I try to listen...look like I am listening...
but often I'm not. My kids know better...

When they were little, they would put their chubby hands around my cheeks and physically turn my head nose to nose with them and say, "Listen Mommy!"

Whatever in the world could have been more important than my dear children's stories and questions? I can't remember now...

This week I practiced 'marinating my friends in the brine of my full attention.'

What an easy way to bless those we love!


  The day after reading Ellen's post, I got my chance. Hubby started off into a lengthy exposition on the latest addition to the table of elements, the political unrest in some obscure country, or something...I can't remember now...but I made the conscious decision to LISTEN..really listen... with all of my mind, my eyes, my heart.

For the first time in ages, I became totally entranced with what my dear hubby...the lover and best friend was saying. Instead of thinking or voicing the immediate thoughts of, "Oh yes, I read about that too..blah..blah..blah..", I just smiled and paid attention, asked questions...etc.  

And a small miracle occurred.... He suddenly stopped talking to the son on his left whom he had originally been chatting with. Now, his eyes glanced at me as his head turned and he realized I was actually looking at him.

Soon his head was bobbing back and forth between me and our son. He just couldn't seem to resist the fact that I was actually paying attention. 

He had no idea that I was 'practicing' on him. LoL!  He seemed so pleased though I'm sure he didn't realize quite what was happening--or what was different.  It's a little sad to think how often I've given him only half my attention and heart... rather than all of it.



In a few moments my son pitched in with his own story and examples, so I slowly swung  my massive  'beam' of undivided attention over to his direction. Again the same reaction.

He talked, I listened. I asked questions--good ones.  I looked at him eye-to-eye. I said nothing.

And in his face I saw that same sparkle of pleased reaction in his eyes as he finally realized that he had my complete, whole-hearted, and  undivided attention. I was interested and giving thoughtful responses and he could tell it. 

He could see that I wasn't about to get up and walk away to busy myself with more 'important'  tasks. My eyes weren't scanning the room thinking of the next task I needed to do. 


I didn't interrupt. I didn't add my 'own' story. 
For this one magical moment, the conversation was all about him.

He talked and talked...soaking in my undivided attention. And he smiled...
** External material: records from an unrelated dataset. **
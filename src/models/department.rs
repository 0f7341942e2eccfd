use chrono::{DateTime, Utc};
use sqlx::FromRow;
use uuid::Uuid;

/// Represents a department staff members submit documents to.
#[derive(FromRow, Clone, Debug)]
pub struct Department {
    /// The unique identifier for the department.
    pub id: Uuid,
    /// The department's display name.
    pub name: String,
    /// A short description of the department.
    pub description: Option<String>,
    /// The timestamp when the department was created.
    pub created_at: DateTime<Utc>,
}
use sqlx::PgPool;
use uuid::Uuid;
use crate::error::{AppError, Result};
use crate::models::requirement::DocumentRequirement;

/// Finds an active document requirement by ID.
///
/// # Arguments
///
/// * `pool` - The database connection pool.
/// * `requirement_id` - The ID of the requirement.
///
/// # Returns
///
/// A `Result` containing the `DocumentRequirement`, or `NotFound`.
pub async fn find_by_id(pool: &PgPool, requirement_id: Uuid) -> Result<DocumentRequirement> {
    sqlx::query_as::<_, DocumentRequirement>(
        r#"
        SELECT id, department_id, document_name, is_required, is_active, created_at
        FROM document_requirements
        WHERE id = $1 AND is_active = true
        "#,
    )
    .bind(requirement_id)
    .fetch_optional(pool)
    .await?
    .ok_or_else(|| AppError::NotFound("Document requirement".to_string()))
}

/// Lists the active requirements for a department.
///
/// # Arguments
///
/// * `pool` - The database connection pool.
/// * `department_id` - The ID of the department.
///
/// # Returns
///
/// A `Result` containing a `Vec<DocumentRequirement>`.
pub async fn list_active_for_department(
    pool: &PgPool,
    department_id: Uuid,
) -> Result<Vec<DocumentRequirement>> {
    let requirements = sqlx::query_as::<_, DocumentRequirement>(
        r#"
        SELECT id, department_id, document_name, is_required, is_active, created_at
        FROM document_requirements
        WHERE department_id = $1 AND is_active = true
        ORDER BY document_name
        "#,
    )
    .bind(department_id)
    .fetch_all(pool)
    .await?;

    Ok(requirements)
}
use async_trait::async_trait;
use axum::body::Bytes;
use chrono::{DateTime, Utc};
use futures::future::join_all;
use serde::Serialize;
use sqlx::PgPool;
use std::sync::Arc;
use std::time::Duration;
use tokio::sync::Semaphore;
use tokio::time::timeout;
use uuid::Uuid;

use crate::error::{AppError, PairRejection, Result};
use crate::models::department::Department;
use crate::models::requirement::DocumentRequirement;
use crate::models::staff::Staff;
use crate::models::submission::{DocumentSubmission, NewSubmission};
use crate::repositories::{requirement, submission};
use crate::services::audit::{AuditEvent, AuditSink};
use crate::storage::{self, ObjectStore};
use crate::validation::upload::validate_file;

/// A file held in memory between multipart extraction and upload.
#[derive(Clone, Debug)]
pub struct StagedFile {
    pub file_name: String,
    pub content_type: String,
    pub data: Bytes,
}

/// One (requirement, file) pair of an upload batch.
#[derive(Debug)]
pub struct UploadItem {
    pub requirement_id: Uuid,
    pub file: StagedFile,
}

/// The terminal state of one upload unit, reported in batch order.
#[derive(Debug, Clone, Serialize)]
#[serde(tag = "status", rename_all = "snake_case")]
pub enum UploadOutcome {
    Uploaded {
        submission_id: Uuid,
        requirement_id: Uuid,
        document_name: String,
        file_url: String,
        file_size: i64,
        submitted_at: DateTime<Utc>,
    },
    Failed {
        requirement_id: Uuid,
        document_name: String,
        reason: String,
    },
}

impl UploadOutcome {
    pub fn is_uploaded(&self) -> bool {
        matches!(self, UploadOutcome::Uploaded { .. })
    }
}
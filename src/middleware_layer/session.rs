use axum::{
    body::Body,
    extract::State,
    http::Request,
    middleware::Next,
    response::Response,
};

use crate::{error::AppError, state::AppState};

/// Header carrying the opaque session token.
pub const SESSION_TOKEN_HEADER: &str = "x-session-token";

/// A middleware that requires a valid session token to be present.
///
/// The resolved session is placed in the request extensions for handlers
/// to pick up; validation also evicts the session if it turns out to be
/// expired, so the same token fails as unknown on the next request.
pub async fn require_session(
    State(state): State<AppState>,
    mut request: Request<Body>,
    next: Next,
) -> Result<Response, AppError> {
    tracing::debug!("🔐 Checking session token...");

    let token = request
        .headers()
        .get(SESSION_TOKEN_HEADER)
        .and_then(|value| value.to_str().ok())
        .ok_or(AppError::SessionNotFound)?;

    let session = state.sessions.validate(token)?;

    tracing::debug!("✅ Session resolved for staff: {}", session.staff_id);

    request.extensions_mut().insert(session);

    Ok(next.run(request).await)
}
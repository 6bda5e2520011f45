//! Adapters between decoded `image` buffers and the scoring rasters.
//!
//! Every conversion goes through the 32-bit float buffers of the `image`
//! crate and is rescaled to the 0-255 range, so 8-bit, 16-bit and float
//! sources land in the same value domain.

use std::path::Path;

use image::{DynamicImage, GenericImageView, ImageBuffer, Rgb, RgbImage};
use ndarray::Array3;

use crate::error::{Result, ScoreError};
use crate::preprocess::BinaryMask;
use crate::raster::{AnnotationLayer, ChannelLayout, ReferenceMask};

const SCALE: f32 = 255.0;

pub fn imread<P: AsRef<Path>>(path: P) -> Result<DynamicImage> {
    let img = image::open(path)?;
    Ok(img)
}

fn to_array(width: u32, height: u32, layout: ChannelLayout, raw: Vec<f32>) -> Result<Array3<f32>> {
    let mut px = Array3::from_shape_vec((height as usize, width as usize, layout.channels()), raw)
        .map_err(|e| ScoreError::invalid(e.to_string()))?;
    px.mapv_inplace(|v| v * SCALE);
    Ok(px)
}

/// Opacity comes from the alpha channel when the image has one; otherwise the
/// brightest channel of each pixel is used.
pub fn annotation_from_image(img: &DynamicImage) -> Result<AnnotationLayer> {
    let (w, h) = img.dimensions();
    if img.color().has_alpha() {
        let px = to_array(w, h, ChannelLayout::Rgba, img.to_rgba32f().into_raw())?;
        AnnotationLayer::from_channels(px.view(), ChannelLayout::Rgba)
    } else {
        let px = to_array(w, h, ChannelLayout::Rgb, img.to_rgb32f().into_raw())?;
        AnnotationLayer::from_channels(px.view(), ChannelLayout::Rgb)
    }
}

/// Grey masks stay single-channel; colour masks keep RGBA and are reduced to
/// luminance by the scorer.
pub fn reference_from_image(img: &DynamicImage) -> Result<ReferenceMask> {
    let (w, h) = img.dimensions();
    if img.color().has_color() {
        let px = to_array(w, h, ChannelLayout::Rgba, img.to_rgba32f().into_raw())?;
        ReferenceMask::from_channels(px, ChannelLayout::Rgba)
    } else {
        let px = to_array(w, h, ChannelLayout::Gray, img.to_luma32f().into_raw())?;
        ReferenceMask::from_channels(px, ChannelLayout::Gray)
    }
}

/// Colour-coded comparison: green where both masks agree, red for
/// annotation-only pixels, blue for missed reference pixels.
pub fn overlay_image(annotation: &BinaryMask, reference: &BinaryMask) -> Result<RgbImage> {
    if annotation.dims() != reference.dims() {
        return Err(ScoreError::DimensionMismatch {
            annotation: annotation.dims(),
            reference: reference.dims(),
        });
    }
    let (w, h) = reference.dims();
    let a = annotation.view();
    let r = reference.view();
    Ok(ImageBuffer::from_fn(w as u32, h as u32, |x, y| {
        let idx = [y as usize, x as usize];
        match (a[idx], r[idx]) {
            (true, true) => Rgb([0, 200, 0]),
            (true, false) => Rgb([220, 0, 0]),
            (false, true) => Rgb([0, 0, 220]),
            (false, false) => Rgb([0, 0, 0]),
        }
    }))
}
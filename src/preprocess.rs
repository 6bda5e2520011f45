use ndarray::{Array2, ArrayView2, ArrayView3, Axis};

use crate::error::{Result, ScoreError};
use crate::raster::{AnnotationLayer, ReferenceMask};
use crate::types::{LuminanceWeights, ResizeFilter, ScoreConfig, SizePolicy};

/// Thresholded raster: `true` where the source value was strictly positive.
#[derive(Clone, Debug, PartialEq, Eq)]
pub struct BinaryMask {
    bits: Array2<bool>,
}

impl BinaryMask {
    pub fn from_values(values: ArrayView2<'_, f32>) -> Self {
        Self {
            bits: values.mapv(|v| v > 0.0),
        }
    }

    pub fn view(&self) -> ArrayView2<'_, bool> {
        self.bits.view()
    }

    pub fn width(&self) -> usize {
        self.bits.ncols()
    }

    pub fn height(&self) -> usize {
        self.bits.nrows()
    }

    /// (width, height)
    pub fn dims(&self) -> (usize, usize) {
        (self.width(), self.height())
    }

    pub fn count(&self) -> usize {
        self.bits.iter().filter(|&&b| b).count()
    }

    /// Pixels positive in both masks.
    pub fn intersection(&self, other: &BinaryMask) -> Result<usize> {
        if self.dims() != other.dims() {
            return Err(ScoreError::DimensionMismatch {
                annotation: self.dims(),
                reference: other.dims(),
            });
        }
        Ok(self
            .bits
            .iter()
            .zip(other.bits.iter())
            .filter(|&(&a, &b)| a && b)
            .count())
    }
}

fn check_values<'a, I>(what: &str, (w, h): (usize, usize), values: I) -> Result<()>
where
    I: IntoIterator<Item = &'a f32>,
{
    if w == 0 || h == 0 {
        return Err(ScoreError::invalid(format!("{what} is empty ({w}x{h})")));
    }
    for &v in values {
        if !v.is_finite() {
            return Err(ScoreError::invalid(format!("{what} contains non-finite values")));
        }
        if v < 0.0 {
            return Err(ScoreError::invalid(format!("{what} contains negative values")));
        }
    }
    Ok(())
}

/// Collapses `[y, x, channel]` pixels to one luminance value per pixel.
/// Alpha channels are ignored.
pub fn reduce_to_luminance(
    pixels: ArrayView3<'_, f32>,
    has_color: bool,
    weights: LuminanceWeights,
) -> Array2<f32> {
    if has_color {
        pixels.map_axis(Axis(2), |px| weights.luma(px[0], px[1], px[2]))
    } else {
        pixels.index_axis(Axis(2), 0).to_owned()
    }
}

/// Resamples `src` to `width` x `height` using pixel-centre alignment.
pub fn resize(
    src: ArrayView2<'_, f32>,
    width: usize,
    height: usize,
    filter: ResizeFilter,
) -> Result<Array2<f32>> {
    let (src_h, src_w) = src.dim();
    if src_w == 0 || src_h == 0 || width == 0 || height == 0 {
        return Err(ScoreError::invalid(format!(
            "cannot resize {src_w}x{src_h} to {width}x{height}"
        )));
    }
    if (src_w, src_h) == (width, height) {
        return Ok(src.to_owned());
    }
    let sx = src_w as f64 / width as f64;
    let sy = src_h as f64 / height as f64;

    let out = match filter {
        ResizeFilter::Nearest => Array2::from_shape_fn((height, width), |(y, x)| {
            let src_x = (((x as f64 + 0.5) * sx) as usize).min(src_w - 1);
            let src_y = (((y as f64 + 0.5) * sy) as usize).min(src_h - 1);
            src[[src_y, src_x]]
        }),
        ResizeFilter::Bilinear => Array2::from_shape_fn((height, width), |(y, x)| {
            let fx_src = ((x as f64 + 0.5) * sx - 0.5).clamp(0.0, (src_w - 1) as f64);
            let fy_src = ((y as f64 + 0.5) * sy - 0.5).clamp(0.0, (src_h - 1) as f64);
            let x0 = fx_src.floor() as usize;
            let y0 = fy_src.floor() as usize;
            let x1 = (x0 + 1).min(src_w - 1);
            let y1 = (y0 + 1).min(src_h - 1);
            let fx = fx_src - x0 as f64;
            let fy = fy_src - y0 as f64;

            let p00 = src[[y0, x0]] as f64;
            let p10 = src[[y0, x1]] as f64;
            let p01 = src[[y1, x0]] as f64;
            let p11 = src[[y1, x1]] as f64;

            ((1.0 - fx) * (1.0 - fy) * p00
                + fx * (1.0 - fy) * p10
                + (1.0 - fx) * fy * p01
                + fx * fy * p11) as f32
        }),
    };
    Ok(out)
}

/// Brings an annotation and a reference onto one binary grid.
///
/// Order: validate, reduce reference to luminance, apply the size policy to
/// the raw annotation values, then threshold both at `> 0`.
pub struct MaskPreProcess {
    pub size_policy: SizePolicy,
    pub filter: ResizeFilter,
    pub luminance: LuminanceWeights,
}

impl MaskPreProcess {
    pub fn new(size_policy: SizePolicy, filter: ResizeFilter, luminance: LuminanceWeights) -> Self {
        Self {
            size_policy,
            filter,
            luminance,
        }
    }

    pub fn from_config(cfg: &ScoreConfig) -> Self {
        Self::new(cfg.size_policy, cfg.filter, cfg.luminance)
    }

    pub fn run(
        &self,
        annotation: &AnnotationLayer,
        reference: &ReferenceMask,
    ) -> Result<(BinaryMask, BinaryMask)> {
        check_values("annotation", annotation.dims(), annotation.view())?;
        check_values("reference", reference.dims(), reference.view())?;

        let luma = reduce_to_luminance(
            reference.view(),
            reference.layout().has_color(),
            self.luminance,
        );

        let (ref_w, ref_h) = reference.dims();
        let ann_bin = if annotation.dims() == (ref_w, ref_h) {
            BinaryMask::from_values(annotation.view())
        } else {
            match self.size_policy {
                SizePolicy::Reject => {
                    return Err(ScoreError::DimensionMismatch {
                        annotation: annotation.dims(),
                        reference: (ref_w, ref_h),
                    })
                }
                SizePolicy::ResizeAnnotation => {
                    log::debug!(
                        "resizing annotation {:?} -> {}x{} ({:?})",
                        annotation.dims(),
                        ref_w,
                        ref_h,
                        self.filter
                    );
                    let resized = resize(annotation.view(), ref_w, ref_h, self.filter)?;
                    BinaryMask::from_values(resized.view())
                }
            }
        };

        Ok((ann_bin, BinaryMask::from_values(luma.view())))
    }
}

#[cfg(test)]
mod tests {
    use super::*;
    use crate::raster::ChannelLayout;
    use ndarray::{array, Array3};

    #[test]
    fn test_binarize_is_strictly_positive() {
        let m = BinaryMask::from_values(array![[0.0f32, 0.001], [255.0, 0.0]].view());
        assert_eq!(m.count(), 2);
        assert_eq!(m.view(), array![[false, true], [true, false]].view());
    }

    #[test]
    fn test_nearest_upscale_replicates() {
        let src = array![[1.0f32, 0.0], [0.0, 2.0]];
        let out = resize(src.view(), 4, 4, ResizeFilter::Nearest).unwrap();
        let expected = array![
            [1.0f32, 1.0, 0.0, 0.0],
            [1.0, 1.0, 0.0, 0.0],
            [0.0, 0.0, 2.0, 2.0],
            [0.0, 0.0, 2.0, 2.0],
        ];
        assert_eq!(out, expected);
    }

    #[test]
    fn test_nearest_downscale_samples_centres() {
        // 4x1 -> 2x1 picks columns 1 and 3
        let src = array![[0.0f32, 5.0, 0.0, 7.0]];
        let out = resize(src.view(), 2, 1, ResizeFilter::Nearest).unwrap();
        assert_eq!(out, array![[5.0f32, 7.0]]);
    }

    #[test]
    fn test_bilinear_midpoint() {
        // 2x1 -> 4x1: x=1 maps to src 0.25, x=2 to 0.75
        let src = array![[0.0f32, 100.0]];
        let out = resize(src.view(), 4, 1, ResizeFilter::Bilinear).unwrap();
        assert_eq!(out[[0, 0]], 0.0);
        assert!((out[[0, 1]] - 25.0).abs() < 1e-4);
        assert!((out[[0, 2]] - 75.0).abs() < 1e-4);
        assert_eq!(out[[0, 3]], 100.0);
    }

    #[test]
    fn test_resize_before_binarize_differs_from_after() {
        // bilinear spreads a single mark into its neighbours
        let src = array![[0.0f32, 1.0], [0.0, 0.0]];
        let out = resize(src.view(), 4, 4, ResizeFilter::Bilinear).unwrap();
        let bin = BinaryMask::from_values(out.view());
        assert!(bin.count() > 4);
    }

    #[test]
    fn test_resize_empty_source_or_target() {
        let empty = Array2::<f32>::zeros((0, 0));
        for filter in [ResizeFilter::Nearest, ResizeFilter::Bilinear] {
            assert!(matches!(
                resize(empty.view(), 2, 2, filter),
                Err(ScoreError::InvalidInput(_))
            ));
        }
        let src = array![[1.0f32, 0.0]];
        assert!(matches!(
            resize(src.view(), 0, 3, ResizeFilter::Nearest),
            Err(ScoreError::InvalidInput(_))
        ));
    }

    #[test]
    fn test_intersection_requires_same_dims() {
        let tall = BinaryMask::from_values(Array2::<f32>::ones((4, 1)).view());
        let square = BinaryMask::from_values(Array2::<f32>::ones((2, 2)).view());
        match tall.intersection(&square) {
            Err(ScoreError::DimensionMismatch { annotation, reference }) => {
                assert_eq!(annotation, (1, 4));
                assert_eq!(reference, (2, 2));
            }
            other => panic!("expected DimensionMismatch, got {other:?}"),
        }
        assert_eq!(square.intersection(&square).unwrap(), 4);
    }

    #[test]
    fn test_luminance_ignores_alpha() {
        let px = Array3::from_shape_vec((1, 2, 4), vec![0.0, 0.0, 0.0, 255.0, 10.0, 0.0, 0.0, 0.0])
            .unwrap();
        let luma = reduce_to_luminance(px.view(), true, LuminanceWeights::Bt601);
        assert_eq!(luma[[0, 0]], 0.0);
        assert!((luma[[0, 1]] - 2.99).abs() < 1e-4);
    }

    #[test]
    fn test_reject_policy_mismatch() {
        let pre = MaskPreProcess::from_config(&ScoreConfig::strict());
        let ann = AnnotationLayer::blank(10, 10);
        let reference = ReferenceMask::gray(Array2::zeros((20, 20)));
        match pre.run(&ann, &reference) {
            Err(ScoreError::DimensionMismatch { annotation, reference }) => {
                assert_eq!(annotation, (10, 10));
                assert_eq!(reference, (20, 20));
            }
            other => panic!("expected DimensionMismatch, got {other:?}"),
        }
    }

    #[test]
    fn test_resize_policy_uses_reference_grid() {
        let pre = MaskPreProcess::from_config(&ScoreConfig::canvas());
        let mut ann = AnnotationLayer::blank(2, 2);
        ann.fill_rect(0, 0, 1, 1, 255.0);
        let reference = ReferenceMask::gray(Array2::zeros((6, 6)));
        let (a, r) = pre.run(&ann, &reference).unwrap();
        assert_eq!(a.dims(), (6, 6));
        assert_eq!(r.dims(), (6, 6));
        assert_eq!(a.count(), 9);
    }

    #[test]
    fn test_invalid_values_rejected() {
        let pre = MaskPreProcess::from_config(&ScoreConfig::default());
        let reference = ReferenceMask::gray(Array2::zeros((2, 2)));

        let nan = AnnotationLayer::new(array![[0.0f32, f32::NAN], [0.0, 0.0]]);
        assert!(matches!(pre.run(&nan, &reference), Err(ScoreError::InvalidInput(_))));

        let neg = AnnotationLayer::new(array![[0.0f32, -1.0], [0.0, 0.0]]);
        assert!(matches!(pre.run(&neg, &reference), Err(ScoreError::InvalidInput(_))));

        let empty = AnnotationLayer::blank(0, 0);
        let empty_ref = ReferenceMask::gray(Array2::zeros((0, 0)));
        assert!(matches!(pre.run(&empty, &empty_ref), Err(ScoreError::InvalidInput(_))));
    }

    #[test]
    fn test_infinite_reference_rejected() {
        let pre = MaskPreProcess::from_config(&ScoreConfig::default());
        let ann = AnnotationLayer::blank(1, 1);
        let reference =
            ReferenceMask::from_vec(1, 1, ChannelLayout::Rgb, vec![0.0, f32::INFINITY, 0.0])
                .unwrap();
        assert!(matches!(pre.run(&ann, &reference), Err(ScoreError::InvalidInput(_))));
    }
}
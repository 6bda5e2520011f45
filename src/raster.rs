//! Dense raster inputs for overlap scoring.
//!
//! Both layers keep their raw per-pixel values; validation, channel reduction
//! and thresholding happen in [`crate::preprocess`] so that a malformed layer
//! is reported at scoring time as `InvalidInput`.

use ndarray::{Array2, Array3, ArrayView2, ArrayView3, Axis};

use crate::error::{Result, ScoreError};

/// Channel order of an interleaved pixel buffer.
#[derive(Clone, Copy, Debug, PartialEq, Eq)]
pub enum ChannelLayout {
    Gray,
    GrayAlpha,
    Rgb,
    Rgba,
}

impl ChannelLayout {
    pub fn channels(self) -> usize {
        match self {
            ChannelLayout::Gray => 1,
            ChannelLayout::GrayAlpha => 2,
            ChannelLayout::Rgb => 3,
            ChannelLayout::Rgba => 4,
        }
    }

    pub fn alpha_index(self) -> Option<usize> {
        match self {
            ChannelLayout::GrayAlpha => Some(1),
            ChannelLayout::Rgba => Some(3),
            ChannelLayout::Gray | ChannelLayout::Rgb => None,
        }
    }

    pub fn has_color(self) -> bool {
        matches!(self, ChannelLayout::Rgb | ChannelLayout::Rgba)
    }
}

fn shape_from_vec(
    width: usize,
    height: usize,
    layout: ChannelLayout,
    data: Vec<f32>,
) -> Result<Array3<f32>> {
    let expected = width * height * layout.channels();
    if data.len() != expected {
        return Err(ScoreError::invalid(format!(
            "buffer holds {} values, {}x{} {:?} needs {}",
            data.len(),
            width,
            height,
            layout,
            expected
        )));
    }
    Array3::from_shape_vec((height, width, layout.channels()), data)
        .map_err(|e| ScoreError::invalid(e.to_string()))
}

/// Marks made by an annotator: one opacity sample per pixel, indexed `[y, x]`.
#[derive(Clone, Debug, PartialEq)]
pub struct AnnotationLayer {
    opacity: Array2<f32>,
}

impl AnnotationLayer {
    pub fn new(opacity: Array2<f32>) -> Self {
        Self { opacity }
    }

    /// Row-major single-channel samples.
    pub fn from_vec(width: usize, height: usize, data: Vec<f32>) -> Result<Self> {
        let px = shape_from_vec(width, height, ChannelLayout::Gray, data)?;
        Ok(Self::new(px.index_axis_move(Axis(2), 0)))
    }

    pub fn from_u8(width: usize, height: usize, data: &[u8]) -> Result<Self> {
        Self::from_vec(width, height, data.iter().map(|&v| v as f32).collect())
    }

    /// Builds the layer from an interleaved capture buffer.
    ///
    /// The alpha channel is the opacity when the layout carries one. Without
    /// alpha a pixel's opacity is its largest channel value, so any coloured
    /// stroke counts as a mark.
    pub fn from_channels(pixels: ArrayView3<'_, f32>, layout: ChannelLayout) -> Result<Self> {
        let (_, _, c) = pixels.dim();
        if c != layout.channels() {
            return Err(ScoreError::invalid(format!(
                "{:?} expects {} channels, got {}",
                layout,
                layout.channels(),
                c
            )));
        }
        // collapsing to one channel drops samples, so check every channel first
        if pixels.iter().any(|v| !v.is_finite()) {
            return Err(ScoreError::invalid("annotation contains non-finite values"));
        }
        if pixels.iter().any(|&v| v < 0.0) {
            return Err(ScoreError::invalid("annotation contains negative values"));
        }
        let opacity = match layout.alpha_index() {
            Some(a) => pixels.index_axis(Axis(2), a).to_owned(),
            None => pixels.map_axis(Axis(2), |px| px.iter().copied().fold(f32::MIN, f32::max)),
        };
        Ok(Self::new(opacity))
    }

    /// Interleaved RGBA, as produced by an HTML canvas.
    pub fn from_rgba(width: usize, height: usize, data: Vec<f32>) -> Result<Self> {
        let px = shape_from_vec(width, height, ChannelLayout::Rgba, data)?;
        Self::from_channels(px.view(), ChannelLayout::Rgba)
    }

    /// An unmarked layer of the given size.
    pub fn blank(width: usize, height: usize) -> Self {
        Self::new(Array2::zeros((height, width)))
    }

    /// Sets every pixel in the half-open rectangle to `value`, clipped to the layer.
    pub fn fill_rect(&mut self, x: usize, y: usize, w: usize, h: usize, value: f32) {
        let (rows, cols) = self.opacity.dim();
        let (x1, y1) = (x.saturating_add(w).min(cols), y.saturating_add(h).min(rows));
        for yy in y.min(rows)..y1 {
            for xx in x.min(cols)..x1 {
                self.opacity[[yy, xx]] = value;
            }
        }
    }

    pub fn view(&self) -> ArrayView2<'_, f32> {
        self.opacity.view()
    }

    pub fn width(&self) -> usize {
        self.opacity.ncols()
    }

    pub fn height(&self) -> usize {
        self.opacity.nrows()
    }

    /// (width, height)
    pub fn dims(&self) -> (usize, usize) {
        (self.width(), self.height())
    }
}

/// Ground-truth label raster. Multi-channel masks keep their channels until
/// the scorer reduces them to luminance.
#[derive(Clone, Debug, PartialEq)]
pub struct ReferenceMask {
    pixels: Array3<f32>,
    layout: ChannelLayout,
}

impl ReferenceMask {
    pub fn gray(values: Array2<f32>) -> Self {
        Self {
            pixels: values.insert_axis(Axis(2)),
            layout: ChannelLayout::Gray,
        }
    }

    /// `pixels` is indexed `[y, x, channel]`.
    pub fn from_channels(pixels: Array3<f32>, layout: ChannelLayout) -> Result<Self> {
        let (_, _, c) = pixels.dim();
        if c != layout.channels() {
            return Err(ScoreError::invalid(format!(
                "{:?} expects {} channels, got {}",
                layout,
                layout.channels(),
                c
            )));
        }
        Ok(Self { pixels, layout })
    }

    pub fn from_vec(
        width: usize,
        height: usize,
        layout: ChannelLayout,
        data: Vec<f32>,
    ) -> Result<Self> {
        let pixels = shape_from_vec(width, height, layout, data)?;
        Self::from_channels(pixels, layout)
    }

    pub fn from_u8(width: usize, height: usize, layout: ChannelLayout, data: &[u8]) -> Result<Self> {
        Self::from_vec(width, height, layout, data.iter().map(|&v| v as f32).collect())
    }

    pub fn view(&self) -> ArrayView3<'_, f32> {
        self.pixels.view()
    }

    pub fn layout(&self) -> ChannelLayout {
        self.layout
    }

    pub fn width(&self) -> usize {
        self.pixels.dim().1
    }

    pub fn height(&self) -> usize {
        self.pixels.dim().0
    }

    /// (width, height)
    pub fn dims(&self) -> (usize, usize) {
        (self.width(), self.height())
    }
}

impl From<AnnotationLayer> for ReferenceMask {
    fn from(layer: AnnotationLayer) -> Self {
        ReferenceMask::gray(layer.opacity)
    }
}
I've had several more occasions this week, to put this idea into practice. I met with friends at the Honor Society Induction meeting yesterday and at the party afterwards.  We played pool while our husbands played at another table. The kids were in the laser tag room. To be honest, we ladies didn't get much playing done because there was so much 'chatting' going on. Again and again, I remembered to be quiet, and listen.

People are so much more interesting 
than I ever thought possible!  
--including my own family! 

It's so easy..and so sweet..to listen to those we love.

Really..it's just kindness..and love and the assurance that they are special to me.  It's a gift that we can all give, if we will just slow down and make the conscious decision to do so.


There really is ENOUGH time...to LISTEN. Just do it!

Ellen, thanks so much for sharing that life-changing story with us. It was hard to see my 'lack' in the mirror of introspection..but good too. I'd rather change than go blithely racing through life, missing out on the blessings of deeper relationships.

Have you found yourself distracted by work, computer, cell phone, while your children or hubby are waiting in the wings? Are you too  busy to really listen?  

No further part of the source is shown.